**EXERCISE DESCRIPTION**
Identify, in the records below, every line where the string "live" appears, and copy each such line.

(Excerpts from a dataset)
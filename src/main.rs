/// Entry point and turn loop.

mod config;
mod domain;
mod sim;
mod ui;

use std::path::PathBuf;

use clap::Parser;

use config::GameConfig;
use domain::entity::GameAction;
use sim::level::{LevelFile, ResolvedLevel};
use sim::scores::ScoreBoard;
use sim::universe::{MoveOutcome, Universe};
use ui::input::{self, MenuAction};
use ui::renderer::Renderer;

/// Level set compiled into the binary, used when no file is given.
const DEFAULT_LEVELS: &str = include_str!("../levels/default_levels.txt");
const DEFAULT_LEVELS_NAME: &str = "default levels";

#[derive(Parser)]
#[command(name = "rlsokoban", version, about = "Roguelike Sokoban — push boulders into pits")]
struct Args {
    /// Load levels from FILE instead of the built-in set
    #[arg(short = 'L', long = "level-file", value_name = "FILE")]
    level_file: Option<PathBuf>,

    /// Skip the menu and start the named level (prefix match allowed)
    #[arg(long, value_name = "NAME")]
    level: Option<String>,
}

fn main() {
    env_logger::init();
    let args = Args::parse();
    let config = GameConfig::load();

    let file = match load_levels(&args, &config) {
        Ok(file) => file,
        Err(e) => {
            eprintln!("{e}");
            std::process::exit(1);
        }
    };
    let mut scores = ScoreBoard::load(&config.scores_file);

    let mut renderer = Renderer::new();
    if let Err(e) = renderer.init() {
        eprintln!("Terminal init failed: {e}");
        std::process::exit(1);
    }

    let result = run(&mut renderer, &file, &mut scores, args.level.as_deref());

    if let Err(e) = renderer.cleanup() {
        eprintln!("Terminal cleanup failed: {e}");
    }
    if let Err(e) = result {
        eprintln!("{e}");
        std::process::exit(1);
    }
    println!("Thanks for playing Roguelike Sokoban!");
}

/// Pick the level source: command line first, then the config file,
/// then the built-in set.
fn load_levels(args: &Args, config: &GameConfig) -> Result<LevelFile, sim::level::LevelError> {
    if let Some(path) = args.level_file.as_ref().or(config.level_file.as_ref()) {
        log::info!("loading levels from {}", path.display());
        return LevelFile::open(path, &config.limits);
    }
    LevelFile::parse(DEFAULT_LEVELS, DEFAULT_LEVELS_NAME, &config.limits)
}

/// Why a play-through ended.
enum PlayOutcome {
    Quit,
    /// Won and asked to play again: back to level selection.
    Menu,
}

fn run(
    renderer: &mut Renderer,
    file: &LevelFile,
    scores: &mut ScoreBoard,
    start_level: Option<&str>,
) -> Result<(), Box<dyn std::error::Error>> {
    let mut preset = match start_level {
        Some(name) => Some(file.by_name(name)?),
        None => None,
    };
    loop {
        let level = match preset.take() {
            Some(level) => level,
            None => match select_level(renderer, file)? {
                Some(level) => level,
                None => return Ok(()), // quit from the menu
            },
        };
        match play(renderer, file, scores, &level)? {
            PlayOutcome::Quit => return Ok(()),
            PlayOutcome::Menu => continue,
        }
    }
}

/// Level-select screen. `None` means the player quit from the menu.
/// A one-level file skips the menu entirely.
fn select_level(
    renderer: &mut Renderer,
    file: &LevelFile,
) -> Result<Option<ResolvedLevel>, Box<dyn std::error::Error>> {
    let names = file.level_names();
    if names.len() == 1 {
        return Ok(Some(file.by_index(0)?));
    }

    let mut cursor = 0;
    loop {
        renderer.draw_level_select(file.file(), &names, cursor)?;
        match input::read_menu_action()? {
            MenuAction::Up => cursor = cursor.saturating_sub(1),
            MenuAction::Down => cursor = (cursor + 1).min(names.len() - 1),
            MenuAction::Confirm => return Ok(Some(file.by_index(cursor)?)),
            MenuAction::Quit => return Ok(None),
            MenuAction::Other => {}
        }
    }
}

/// The turn loop: draw, block on input, apply. Nothing moves between
/// player actions. Wins are scored once, when the last pit fills.
/// Restarting mid-game rebuilds the level in place; restarting after a
/// win goes back to level selection.
fn play(
    renderer: &mut Renderer,
    file: &LevelFile,
    scores: &mut ScoreBoard,
    level: &ResolvedLevel,
) -> Result<PlayOutcome, Box<dyn std::error::Error>> {
    let legend = file.legend();
    let mut univ = Universe::new(level);
    let best_at_start = scores.best(file.file(), &level.name);

    loop {
        renderer.draw_game(&univ, legend, best_at_start)?;
        match input::read_action()? {
            GameAction::Quit => return Ok(PlayOutcome::Quit),
            GameAction::PlayAgain if univ.game_won => return Ok(PlayOutcome::Menu),
            GameAction::PlayAgain => univ = Universe::new(level),
            GameAction::Other => {} // redraw, e.g. after a resize
            GameAction::Move(dir) => {
                let outcome = univ.eval_action(dir);
                if outcome == MoveOutcome::FilledPit && univ.game_won {
                    if scores.record(file.file(), &level.name, univ.moves_taken) {
                        log::info!(
                            "new best for '{}': {} moves",
                            level.name,
                            univ.moves_taken
                        );
                    }
                }
            }
        }
    }
}
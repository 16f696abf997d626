/// Entities: the Player and Boulders live on top of the terrain grid,
/// never inside it. A vacated square is whatever the terrain says it is,
/// so an entity's old position never has to be recomputed.

/// Movement direction, one square per accepted action.
#[derive(Clone, Copy, PartialEq, Eq, Debug)]
pub enum Direction {
    Up,
    Down,
    Left,
    Right,
}

impl Direction {
    /// Offset as (dy, dx) in grid coordinates (row, column).
    pub fn delta(self) -> (i32, i32) {
        match self {
            Direction::Up => (-1, 0),
            Direction::Down => (1, 0),
            Direction::Left => (0, -1),
            Direction::Right => (0, 1),
        }
    }
}

/// One decoded input per turn. `Other` covers every unbound key and the
/// resize notification; the loop treats it as a no-op that redraws.
#[derive(Clone, Copy, PartialEq, Eq, Debug)]
pub enum GameAction {
    Move(Direction),
    Quit,
    PlayAgain,
    Other,
}

/// Grid position, row-major like the level map.
#[derive(Clone, Copy, PartialEq, Eq, Debug)]
pub struct Pos {
    pub y: usize,
    pub x: usize,
}

impl Pos {
    pub fn new(y: usize, x: usize) -> Self {
        Pos { y, x }
    }

    /// Position one step in `dir`, or None if that would leave the grid.
    /// The padded border means a well-formed level never hits the None arm,
    /// but the check keeps the coordinate math total.
    pub fn step(self, dir: Direction) -> Option<Pos> {
        let (dy, dx) = dir.delta();
        let y = self.y as i32 + dy;
        let x = self.x as i32 + dx;
        if y < 0 || x < 0 {
            None
        } else {
            Some(Pos::new(y as usize, x as usize))
        }
    }
}

#[derive(Clone, Copy, Debug)]
pub struct Player {
    pub pos: Pos,
}

impl Player {
    pub fn new(y: usize, x: usize) -> Self {
        Player { pos: Pos::new(y, x) }
    }
}

/// Boulders keep scan order from level load; the order only matters for
/// the "boulders remaining" count shown in the status line.
#[derive(Clone, Copy, Debug)]
pub struct Boulder {
    pub pos: Pos,
}

impl Boulder {
    pub fn new(y: usize, x: usize) -> Self {
        Boulder { pos: Pos::new(y, x) }
    }
}
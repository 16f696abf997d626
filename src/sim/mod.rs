pub mod level;
pub mod scores;
pub mod universe;
/// Universe: the live state of one level play-through.
///
/// Two layers, kept separate on purpose:
///   - `squares` — the terrain grid (floor, wall, pit, filled pit).
///     Mutated only when a boulder fills a pit.
///   - Player and boulders — overlay entities with tracked positions.
///     A vacated square is whatever the terrain says it is; nothing is
///     ever "restored" into the grid.
///
/// Each accepted action is atomic: either the full player-plus-boulder
/// transition applies, or nothing changes. Illegal moves are quiet no-ops,
/// not errors. Out-of-grid coordinates read as Wall, which together with
/// the parser's blank border keeps every bounds check uniform.

use crate::domain::entity::{Boulder, Direction, Player, Pos};
use crate::domain::tile::Square;
use crate::sim::level::{ResolvedLevel, Role};

/// What an action did; the caller only needs this for display.
#[derive(Clone, Copy, PartialEq, Eq, Debug)]
pub enum MoveOutcome {
    /// Nothing happened: blocked, or the game was already won.
    Rejected,
    /// Player stepped onto an open square.
    Moved,
    /// Player pushed a boulder one square.
    Pushed,
    /// The pushed boulder fell into a pit and filled it.
    FilledPit,
}

pub struct Universe {
    pub level_name: String,
    squares: Vec<Vec<Square>>,
    pub player: Player,
    pub boulders: Vec<Boulder>,
    pub moves_taken: u32,
    pub pits_remaining: usize,
    pub game_won: bool,
}

impl Universe {
    /// Build from a resolved level: map legend characters to terrain,
    /// lifting the player and boulder marks out as entities (the square
    /// under an entity is floor).
    pub fn new(level: &ResolvedLevel) -> Self {
        let legend = level.legend;
        let mut squares = Vec::with_capacity(level.map.len());
        let mut player = Player::new(0, 0);
        let mut boulders = Vec::new();
        let mut pits = 0;

        for (y, row) in level.map.iter().enumerate() {
            let mut out = Vec::with_capacity(row.len());
            for (x, &ch) in row.iter().enumerate() {
                let square = match legend.role_of(ch) {
                    Some(Role::Wall) => Square::Wall,
                    Some(Role::Pit) => {
                        pits += 1;
                        Square::Pit
                    }
                    Some(Role::Player) => {
                        player = Player::new(y, x);
                        Square::Floor
                    }
                    Some(Role::Boulder) => {
                        boulders.push(Boulder::new(y, x));
                        Square::Floor
                    }
                    // Floor symbol, blank padding, and anything unmapped.
                    Some(Role::Floor) | None => Square::Floor,
                };
                out.push(square);
            }
            squares.push(out);
        }

        Universe {
            level_name: level.name.clone(),
            squares,
            player,
            boulders,
            moves_taken: 0,
            pits_remaining: pits,
            game_won: pits == 0,
        }
    }

    pub fn height(&self) -> usize {
        self.squares.len()
    }

    pub fn width(&self) -> usize {
        self.squares.first().map_or(0, |r| r.len())
    }

    /// Terrain at a position; out of bounds reads as Wall.
    pub fn square_at(&self, pos: Pos) -> Square {
        self.squares
            .get(pos.y)
            .and_then(|row| row.get(pos.x))
            .copied()
            .unwrap_or(Square::Wall)
    }

    fn boulder_at(&self, pos: Pos) -> Option<usize> {
        self.boulders.iter().position(|b| b.pos == pos)
    }

    /// Resolve one movement action. Increments the move counter iff the
    /// action is accepted; a win makes all further actions no-ops.
    pub fn eval_action(&mut self, dir: Direction) -> MoveOutcome {
        if self.game_won {
            return MoveOutcome::Rejected;
        }
        let Some(dest) = self.player.pos.step(dir) else {
            return MoveOutcome::Rejected;
        };
        if !self.square_at(dest).is_open() {
            return MoveOutcome::Rejected;
        }

        let outcome = match self.boulder_at(dest) {
            None => MoveOutcome::Moved,
            Some(idx) => {
                let Some(beyond) = dest.step(dir) else {
                    return MoveOutcome::Rejected;
                };
                if !self.square_at(beyond).is_open() || self.boulder_at(beyond).is_some() {
                    return MoveOutcome::Rejected;
                }
                if self.square_at(beyond).is_pit() {
                    self.boulders.remove(idx);
                    self.squares[beyond.y][beyond.x] = Square::FilledPit;
                    self.pits_remaining -= 1;
                    if self.pits_remaining == 0 {
                        self.game_won = true;
                    }
                    MoveOutcome::FilledPit
                } else {
                    self.boulders[idx].pos = beyond;
                    MoveOutcome::Pushed
                }
            }
        };

        self.player.pos = dest;
        self.moves_taken += 1;
        outcome
    }
}

// ══════════════════════════════════════════════════════════════
// Unit tests
// ══════════════════════════════════════════════════════════════
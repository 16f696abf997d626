/// Keyboard input.
///
/// The game is turn-based: nothing happens until the player acts, so we
/// block on the next terminal event instead of polling. Key releases and
/// repeats both count as input; a held arrow key walks the player.

use std::io;

use crossterm::event::{self, Event, KeyCode, KeyEventKind, KeyModifiers};

use crate::domain::entity::{Direction, GameAction};
use crate::ui::text::{PLAY_AGAIN_KEY, QUIT_KEY};

/// Block until the next event and translate it to a game action.
///
/// Resize events come back as `Other` so the caller redraws against the
/// new terminal size. Unbound keys are `Other` too; the turn loop treats
/// them as a no-op frame.
pub fn read_action() -> io::Result<GameAction> {
    loop {
        match event::read()? {
            Event::Key(key) => {
                if key.kind == KeyEventKind::Release {
                    continue;
                }
                if key.modifiers.contains(KeyModifiers::CONTROL)
                    && matches!(key.code, KeyCode::Char('c') | KeyCode::Char('C'))
                {
                    return Ok(GameAction::Quit);
                }
                return Ok(map_key(key.code));
            }
            Event::Resize(..) => return Ok(GameAction::Other),
            _ => {}
        }
    }
}

/// What a key means on the level-select screen.
#[derive(Clone, Copy, PartialEq, Eq, Debug)]
pub enum MenuAction {
    Up,
    Down,
    Confirm,
    Quit,
    Other,
}

/// Block until the next event, translated for the level-select screen.
pub fn read_menu_action() -> io::Result<MenuAction> {
    loop {
        match event::read()? {
            Event::Key(key) => {
                if key.kind == KeyEventKind::Release {
                    continue;
                }
                if key.modifiers.contains(KeyModifiers::CONTROL)
                    && matches!(key.code, KeyCode::Char('c') | KeyCode::Char('C'))
                {
                    return Ok(MenuAction::Quit);
                }
                return Ok(match key.code {
                    KeyCode::Up | KeyCode::Char('w') | KeyCode::Char('W') => MenuAction::Up,
                    KeyCode::Down | KeyCode::Char('s') | KeyCode::Char('S') => MenuAction::Down,
                    KeyCode::Enter => MenuAction::Confirm,
                    KeyCode::Char(c) if c.eq_ignore_ascii_case(&QUIT_KEY) => MenuAction::Quit,
                    _ => MenuAction::Other,
                });
            }
            Event::Resize(..) => return Ok(MenuAction::Other),
            _ => {}
        }
    }
}

fn map_key(code: KeyCode) -> GameAction {
    match code {
        KeyCode::Up | KeyCode::Char('w') | KeyCode::Char('W') => {
            GameAction::Move(Direction::Up)
        }
        KeyCode::Down | KeyCode::Char('s') | KeyCode::Char('S') => {
            GameAction::Move(Direction::Down)
        }
        KeyCode::Left | KeyCode::Char('a') | KeyCode::Char('A') => {
            GameAction::Move(Direction::Left)
        }
        KeyCode::Right | KeyCode::Char('d') | KeyCode::Char('D') => {
            GameAction::Move(Direction::Right)
        }
        KeyCode::Char(c) if c.eq_ignore_ascii_case(&QUIT_KEY) => GameAction::Quit,
        KeyCode::Char(c) if c.eq_ignore_ascii_case(&PLAY_AGAIN_KEY) => GameAction::PlayAgain,
        _ => GameAction::Other,
    }
}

**ANSWER SECTION**
/// Entities: the Player and Boulders live on top of the terrain grid,
/// Universe: the live state of one level play-through.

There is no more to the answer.